Try it:
Look through the entries that follow and return each line that has the string "usize".

Records for this exercise:
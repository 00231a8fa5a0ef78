use std::panic::AssertUnwindSafe;
use std::sync::Arc;

use futures::FutureExt;

use business::domain::auth::continuation::{catch_vendor_panic, panic_detail};
use business::domain::detection::errors::DetectionError;
use business::domain::detection::model::{BoundingBox, DetectedObject, Label};
use business::domain::detection::services::{DetectionTask, ObjectDetector};
use business::domain::detection::value_objects::{CameraFrame, FrameImage, PixelFormat};
use business::domain::logger::Logger;
use business::domain::shared::capability::ClientSlot;
use business::domain::shared::value_objects::Vendor;

use crate::sdk::ml::{
    AnalyzerType, MlAnalyzerFactory, MlFrame, MlFrameFormat, MlObject, MlObjectAnalyzer,
    MlObjectAnalyzerSetting, OBJECT_TYPE_NAMES,
};

/// HMS ML Kit object analyzer adapter.
///
/// The analyzer reports one coarse type per object, which becomes a
/// single-element label list.
pub struct HuaweiObjectDetector {
    factory: Arc<dyn MlAnalyzerFactory>,
    analyzer: ClientSlot<Arc<dyn MlObjectAnalyzer>>,
    logger: Arc<dyn Logger>,
}

impl HuaweiObjectDetector {
    pub fn new(factory: Arc<dyn MlAnalyzerFactory>, logger: Arc<dyn Logger>) -> Self {
        Self {
            factory,
            analyzer: ClientSlot::new(),
            logger,
        }
    }

    fn analyzer_setting() -> MlObjectAnalyzerSetting {
        MlObjectAnalyzerSetting {
            analyzer_type: AnalyzerType::Video,
            allow_multi_results: true,
            allow_classification: true,
        }
    }

    /// Degrees clockwise to quarter turns in `0..4`.
    fn quadrant(rotation_degrees: i32) -> i32 {
        (rotation_degrees / 90).rem_euclid(4)
    }

    /// `None` when a YUV_420_888 buffer does not match its dimensions.
    fn to_frame(image: &FrameImage, rotation_degrees: i32) -> Option<MlFrame> {
        let (data, format) = match image.format {
            PixelFormat::Nv21 => (image.data.clone(), MlFrameFormat::Nv21),
            PixelFormat::Rgba8888 => (image.data.clone(), MlFrameFormat::Rgba),
            PixelFormat::Yuv420888 => (
                Arc::from(planar_yuv_to_nv21(&image.data, image.width, image.height)?),
                MlFrameFormat::Nv21,
            ),
        };

        Some(MlFrame {
            data,
            width: image.width,
            height: image.height,
            format,
            quadrant: Self::quadrant(rotation_degrees),
        })
    }

    fn to_detected_object(object: MlObject) -> Option<DetectedObject> {
        let border = object.border?;
        let labels = object
            .type_possibility
            .map(|possibility| {
                let text = usize::try_from(object.type_identity)
                    .ok()
                    .and_then(|index| OBJECT_TYPE_NAMES.get(index))
                    .copied()
                    .unwrap_or(OBJECT_TYPE_NAMES[0]);
                Label::new(text, possibility, object.type_identity)
            })
            .into_iter()
            .collect();

        Some(DetectedObject {
            bounding_box: BoundingBox::new(border.left, border.top, border.right, border.bottom),
            tracking_id: object.tracing_identity,
            labels,
        })
    }

    fn release_analyzer(&self, analyzer: Arc<dyn MlObjectAnalyzer>) {
        let result = std::panic::catch_unwind(AssertUnwindSafe(|| analyzer.stop()));
        let failure = match result {
            Ok(Ok(())) => return,
            Ok(Err(error)) => error.to_string(),
            Err(panic) => panic_detail(&panic),
        };
        self.logger
            .warn(&format!("Failed to stop HMS object analyzer: {}", failure));
    }
}

impl ObjectDetector for HuaweiObjectDetector {
    fn initialize(&mut self) -> Result<(), DetectionError> {
        if let Some(previous) = self.analyzer.release() {
            self.release_analyzer(previous);
        }

        let created = catch_vendor_panic(|| {
            self.factory
                .local_object_analyzer(Self::analyzer_setting())
        })
        .map_err(DetectionError::InitializationFailed)?;

        match created {
            Ok(analyzer) => {
                self.analyzer.install(analyzer);
                self.logger.debug("HMS object analyzer initialized");
                Ok(())
            }
            Err(error) => Err(DetectionError::InitializationFailed(error.to_string())),
        }
    }

    fn detect_objects(&self, frame: &CameraFrame, rotation_degrees: i32) -> DetectionTask {
        let Some(analyzer) = self.analyzer.active().cloned() else {
            return futures::future::ready(Err(DetectionError::NotInitialized)).boxed();
        };
        let Some(image) = &frame.image else {
            return futures::future::ready(Err(DetectionError::NoImageData)).boxed();
        };

        let Some(ml_frame) = Self::to_frame(image, rotation_degrees) else {
            self.logger.debug(&format!(
                "Skipping YUV_420_888 frame: {} bytes do not fit {}x{}",
                image.data.len(),
                image.width,
                image.height
            ));
            return futures::future::ready(Ok(Vec::new())).boxed();
        };
        let logger = self.logger.clone();

        async move {
            let analysis = AssertUnwindSafe(async move { analyzer.analyse_frame(ml_frame).await })
                .catch_unwind()
                .await;
            let objects = match analysis {
                Ok(Ok(objects)) => objects,
                Ok(Err(error)) => {
                    logger.debug(&format!("HMS frame analysis failed: {}", error));
                    return Ok(Vec::new());
                }
                Err(panic) => {
                    logger.debug(&format!(
                        "HMS frame analysis failed: {}",
                        panic_detail(&panic)
                    ));
                    return Ok(Vec::new());
                }
            };

            Ok(objects
                .into_iter()
                .filter_map(Self::to_detected_object)
                .collect())
        }
        .boxed()
    }

    fn stop(&mut self) {
        if let Some(analyzer) = self.analyzer.release() {
            self.release_analyzer(analyzer);
        }
    }

    fn is_ready(&self) -> bool {
        self.analyzer.is_active()
    }

    fn provider_name(&self) -> &'static str {
        Vendor::Huawei.display_name()
    }
}

/// Repacks planar Y, U, V into NV21: the Y plane followed by interleaved V/U.
fn planar_yuv_to_nv21(data: &[u8], width: u32, height: u32) -> Option<Vec<u8>> {
    let luma = usize::try_from(width)
        .ok()?
        .checked_mul(usize::try_from(height).ok()?)?;
    let chroma = usize::try_from(width.div_ceil(2))
        .ok()?
        .checked_mul(usize::try_from(height.div_ceil(2)).ok()?)?;
    if data.len() != luma.checked_add(chroma.checked_mul(2)?)? {
        return None;
    }

    let (y, chroma_planes) = data.split_at(luma);
    let (u, v) = chroma_planes.split_at(chroma);
    let mut nv21 = Vec::with_capacity(data.len());
    nv21.extend_from_slice(y);
    for (v, u) in v.iter().zip(u) {
        nv21.push(*v);
        nv21.push(*u);
    }
    Some(nv21)
}

impl Drop for HuaweiObjectDetector {
    fn drop(&mut self) {
        self.stop();
    }
}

Response to this exercise:
                let text = usize::try_from(object.type_identity)
    let luma = usize::try_from(width)
        .checked_mul(usize::try_from(height).ok()?)?;
    let chroma = usize::try_from(width.div_ceil(2))
        .checked_mul(usize::try_from(height.div_ceil(2)).ok()?)?;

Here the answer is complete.